Europe Steps to the Fore in Albania

In a bid to avoid another Bosnia, Europe sends in military advisers to help quell widespread violence

It's a military man's nightmare - to march into a situation where everyone has a gun and no one seems in charge.

Last week, NATO gave a pass on sending a military force to strife-torn Albania. But in the end, Albania's meltdown was one that Europe could not ignore.

Yesterday, European Union foreign ministers agreed to send military and police advisers to Albania to help restore order, especially around the capital, Tirana.

The mission, while small in scale, sent a signal of Europe's new resolve to take a hand in managing conflicts on the Continent. "We acted in Albania today because we didn't act in Bosnia yesterday," says Dominique Moisi of the Paris-based French Institute of International Relations. "How could we negotiate with the Americans on new security arrangements within NATO if something happens on Europe's border and we don't act?"

Europeans are still smarting from a comment by former US diplomat Richard Holbrooke last year that "Europe slept" through a crisis affecting its own security. The peace accords ending the four-year Bosnian conflict, which killed 200,000, were hammered out in Dayton, Ohio.

In one of many recent references to the Holbrooke comment, the French weekly Le Journal du Dimanche headlined its coverage of the latest European initiative: "Albania: Europe wakes up."

"There are less than 3 million Albanians and 350 million in the European Union; it would be shocking if these 350 million, mainly rich Europeans proved to be incapable of going to the aid of 3 million Albanians in crisis," French Foreign Minister Herv de Charette said in an interview in Le Journal du Dimanche yesterday.

But the stakes for Europe in this conflict are more than credibility or wounded pride. If Albania continues its slide into anarchy, the conflict could spread across the Balkans and send a new flood of immigrants into European cities and ports.

"While it is obvious that Europe should have acted to separate warring sides or stop an aggressor in Bosnia, it's much more difficult to create a state where one no longer exists. But what's at stake is Europe's credibility," said Mr. Moisi.

Since last Thursday, more than 4,000 Albanian refugees have made their way across the Adriatic Sea on boats to Italian ports. Greece and Bulgaria also fear that anarchy in Albania could set off violence among Albanian minorities in neighboring Macedonia, Montenegro, and especially Kosovo province in Serbia, where some 1.8 million Albanians, some 90 percent of the population, have long been considered a tinderbox in the region.

Last week, Yugoslavia closed the border between Albania and the Serbian province of Kosovo, and border incidents have stepped up between Albania and Montenegro.

"The real danger is that no one is in control of the situation.
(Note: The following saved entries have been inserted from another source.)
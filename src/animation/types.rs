// Animation data types

use super::interpolation::{lerp_values, slerp_values};

/// Keyframe interpolation mode of a track.
#[derive(Debug, Clone, Copy, PartialEq, Eq)]
pub enum Interpolation {
    Step,
    Linear,
    /// Sampled as linear on the value component of each key.
    CubicSpline,
}

/// Joint property animated by a track.
#[derive(Debug, Clone, Copy, PartialEq, Eq)]
pub enum TrackProperty {
    Translation, // 3 components
    Rotation,    // 4 components, quaternion xyzw
    Scale,       // 3 components
}

impl TrackProperty {
    pub fn stride(self) -> usize {
        match self {
            TrackProperty::Translation | TrackProperty::Scale => 3,
            TrackProperty::Rotation => 4,
        }
    }
}

/// Keyframes for a single property of a single joint.
#[derive(Debug, Clone)]
pub struct Track {
    pub joint: String,
    pub property: TrackProperty,
    pub interpolation: Interpolation,
    pub times: Vec<f32>,  // seconds, ascending
    pub values: Vec<f32>, // times.len() * property.stride()
}

impl Track {
    pub fn new(
        joint: impl Into<String>,
        property: TrackProperty,
        interpolation: Interpolation,
        times: Vec<f32>,
        values: Vec<f32>,
    ) -> Self {
        Self {
            joint: joint.into(),
            property,
            interpolation,
            times,
            values,
        }
    }

    pub fn key_count(&self) -> usize {
        self.times
            .len()
            .min(self.values.len() / self.property.stride())
    }

    pub fn end_time(&self) -> f32 {
        self.times[..self.key_count()]
            .last()
            .copied()
            .unwrap_or(0.0)
    }

    fn key(&self, index: usize) -> &[f32] {
        let stride = self.property.stride();
        &self.values[index * stride..(index + 1) * stride]
    }

    /// Sample the track at `time` seconds.
    pub fn sample(&self, time: f32) -> Option<Vec<f32>> {
        let count = self.key_count();
        if count == 0 {
            return None;
        }

        // Find surrounding keyframes
        let after_idx = self.times[..count].partition_point(|&t| t < time);

        if after_idx == 0 {
            // Before first key - hold the first pose
            return Some(self.key(0).to_vec());
        }
        if after_idx >= count {
            return Some(self.key(count - 1).to_vec());
        }

        let before_idx = after_idx - 1;
        let before_time = self.times[before_idx];
        let after_time = self.times[after_idx];
        if after_time <= before_time {
            return Some(self.key(after_idx).to_vec());
        }

        let t = (time - before_time) / (after_time - before_time);
        let before = self.key(before_idx);
        let after = self.key(after_idx);

        let value = match (self.interpolation, self.property) {
            (Interpolation::Step, _) => before.to_vec(),
            (_, TrackProperty::Rotation) => slerp_values(before, after, t),
            _ => lerp_values(before, after, t),
        };
        Some(value)
    }
}

/// Longest clip the player will wait on, in seconds.
pub const MAX_CLIP_DURATION: f32 = 3600.0;

/// A named animation: a set of tracks and its playing length.
#[derive(Debug, Clone)]
pub struct Clip {
    pub name: String,
    pub duration: f32,
    pub tracks: Vec<Track>,
}

impl Clip {
    /// Build a clip whose duration is the latest key over all tracks.
    pub fn new(name: impl Into<String>, tracks: Vec<Track>) -> Self {
        let duration = tracks.iter().map(Track::end_time).fold(0.0, f32::max);
        Self::with_duration(name, duration, tracks)
    }

    /// Build a clip with an explicit duration. Non-finite or negative
    /// durations are treated as zero and anything past
    /// [`MAX_CLIP_DURATION`] is clamped to it.
    pub fn with_duration(name: impl Into<String>, duration: f32, tracks: Vec<Track>) -> Self {
        let duration = if duration.is_finite() && duration > 0.0 {
            duration.min(MAX_CLIP_DURATION)
        } else {
            0.0
        };
        Self {
            name: name.into(),
            duration,
            tracks,
        }
    }
}
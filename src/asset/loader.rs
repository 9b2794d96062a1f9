use crate::animation::Clip;
use crate::error::SignError;
use crate::model::Avatar;
use crate::parser::{load_avatar, load_clip};
use crate::settings::AssetSettings;
use std::path::{Path, PathBuf};

/// Where packaged assets live.
#[derive(Debug, Clone, PartialEq, Eq)]
pub enum AssetBase {
    Local(PathBuf),
    Remote(String),
}

impl AssetBase {
    pub fn parse(base: &str) -> Self {
        if base.starts_with("http://") || base.starts_with("https://") {
            AssetBase::Remote(base.trim_end_matches('/').to_string())
        } else {
            AssetBase::Local(PathBuf::from(base))
        }
    }

    /// Human readable location of `relative`, for logs.
    pub fn describe(&self, relative: &str) -> String {
        match self {
            AssetBase::Local(dir) => dir.join(relative).display().to_string(),
            AssetBase::Remote(url) => format!("{}/{}", url, relative.trim_start_matches('/')),
        }
    }
}

/// Load an asset from local file
pub async fn load_from_file(path: &Path) -> Result<Vec<u8>, SignError> {
    let data = tokio::fs::read(path).await?;
    Ok(data)
}

/// Download an asset over HTTP
pub async fn download(url: &str) -> Result<Vec<u8>, SignError> {
    let response = reqwest::get(url)
        .await
        .map_err(|e| SignError::from(e).context("download").with_arg("url", url))?;

    if !response.status().is_success() {
        return Err(SignError::new("http-status")
            .with_arg("status", response.status())
            .with_arg("url", url));
    }

    let bytes = response.bytes().await?;
    Ok(bytes.to_vec())
}

pub async fn fetch(base: &AssetBase, relative: &str) -> Result<Vec<u8>, SignError> {
    match base {
        AssetBase::Local(dir) => load_from_file(&dir.join(relative))
            .await
            .map_err(|e| e.context("read").with_arg("path", base.describe(relative))),
        AssetBase::Remote(_) => download(&base.describe(relative)).await,
    }
}

pub fn clip_path(settings: &AssetSettings, gloss: &str) -> String {
    format!("{}/{}.glb", settings.animations_dir.trim_end_matches('/'), gloss)
}

/// Fetch and decode the animation clip for one gloss.
pub async fn load_gloss_clip(
    base: &AssetBase,
    settings: &AssetSettings,
    gloss: &str,
) -> Result<Clip, SignError> {
    let bytes = fetch(base, &clip_path(settings, gloss)).await?;
    load_clip(gloss, &bytes)
}

/// Fetch and decode the rigged avatar.
pub async fn load_rigged_avatar(
    base: &AssetBase,
    settings: &AssetSettings,
) -> Result<Avatar, SignError> {
    let bytes = fetch(base, &settings.avatar_file).await?;
    let name = Path::new(&settings.avatar_file)
        .file_stem()
        .and_then(|s| s.to_str())
        .unwrap_or("avatar");
    load_avatar(name, &bytes)
}

#[cfg(test)]
mod tests {
    use super::*;

    #[test]
    fn parse_distinguishes_urls_from_directories() {
        assert_eq!(
            AssetBase::parse("https://cdn.example.com/signs/"),
            AssetBase::Remote("https://cdn.example.com/signs".to_string())
        );
        assert_eq!(
            AssetBase::parse("assets"),
            AssetBase::Local(PathBuf::from("assets"))
        );
    }

    #[test]
    fn remote_paths_are_joined_with_a_single_slash() {
        let base = AssetBase::parse("http://localhost:8080/");
        assert_eq!(
            base.describe("animations/yes.glb"),
            "http://localhost:8080/animations/yes.glb"
        );
    }

    #[test]
    fn clip_path_uses_the_animation_directory() {
        let settings = AssetSettings {
            animations_dir: "clips/".to_string(),
            ..Default::default()
        };
        assert_eq!(clip_path(&settings, "think"), "clips/think.glb");
    }

    #[tokio::test]
    async fn missing_local_file_reports_the_path() {
        let base = AssetBase::parse("/nonexistent-echo-sign-assets");
        let err = load_gloss_clip(&base, &AssetSettings::default(), "hello")
            .await
            .unwrap_err();
        assert_eq!(err.key, "read");
        assert!(err.args["path"].ends_with("hello.glb"));
    }
}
In Albania, President [Sali] Berisha has lost all legitimacy; in neighboring Yugoslavia, the ethnic Albanian leader in Kosovo, Ibrahim Rugova, doesn't control his own people; and the Macedonian government can't control the 20 to 25 percent of its population who are ethnic Albanians. In this context, the least incident can be heavy with consequences. Violence seems inevitable," said Jonathan Eyal, director of the Royal United Services Institute of London in an interview in the French weekly L'Express.

On Saturday, the 54-member Organization for Security and Cooperation in Europe discussed a three-point plan for Albania, including increased aid, deployment of a "stabilization force," and help in restoring human rights.
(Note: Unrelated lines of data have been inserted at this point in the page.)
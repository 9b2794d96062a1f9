// Gloss player: playback queue, clip registry and the serial drain loop

pub mod fallback;
pub mod player;
pub mod queue;
pub mod registry;

pub use player::{PlaybackKind, Player, PlayerEvent};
"If help is not provided soon, it could destabilize the whole region," said Lars Fissing, chairman of the OSCE Permanent Council.

But Europeans remain divided on the terms of any military mission. Greece, Italy, Austria, and Spain have said that they support direct military intervention in Albania. France supports the concept of intervention, but has said it will not commit troops. Germany, Britain, and Sweden oppose sending in a European security force.

"We can't get involved in another adventure," German Foreign Minister Klaus Kinkel said yesterday. French diplomats say that they "pushed for more resolute action on the ground," but that European partners, especially Germany and Britain, were not prepared to go along.

"News that the situation was beginning to quiet down in Tirana [in the last two days] also reduced the sense of urgency to take stronger action," said a French foreign ministry spokesman yesterday.

As a first step, the 15-member European Union is sending a high-level mission to Tirana today, led by Dutch diplomat Jan Comte de Marchant and including representatives from the OSCE. The EU will also consult with the United Nations on whether a formal UN mandate was needed.

The EU statement also called on Albania to take responsibility for its own reconstruction: "There is a need for the Albanians to accept responsibility for rebuilding their country and society ... to enable the EU to help them."

EU foreign ministers sharply watered down French and Italian proposals to send in a 3,000- to 4,000-man force under a UN mandate to secure strategic points in Albania. "The situation is far more complex than Bosnia, where at least we knew who the sides were," said a European military official.

The chaos in Albania looks like the 1993 US-led effort to feed people in Somalia and suppress warlords, says IFRI's Moisi.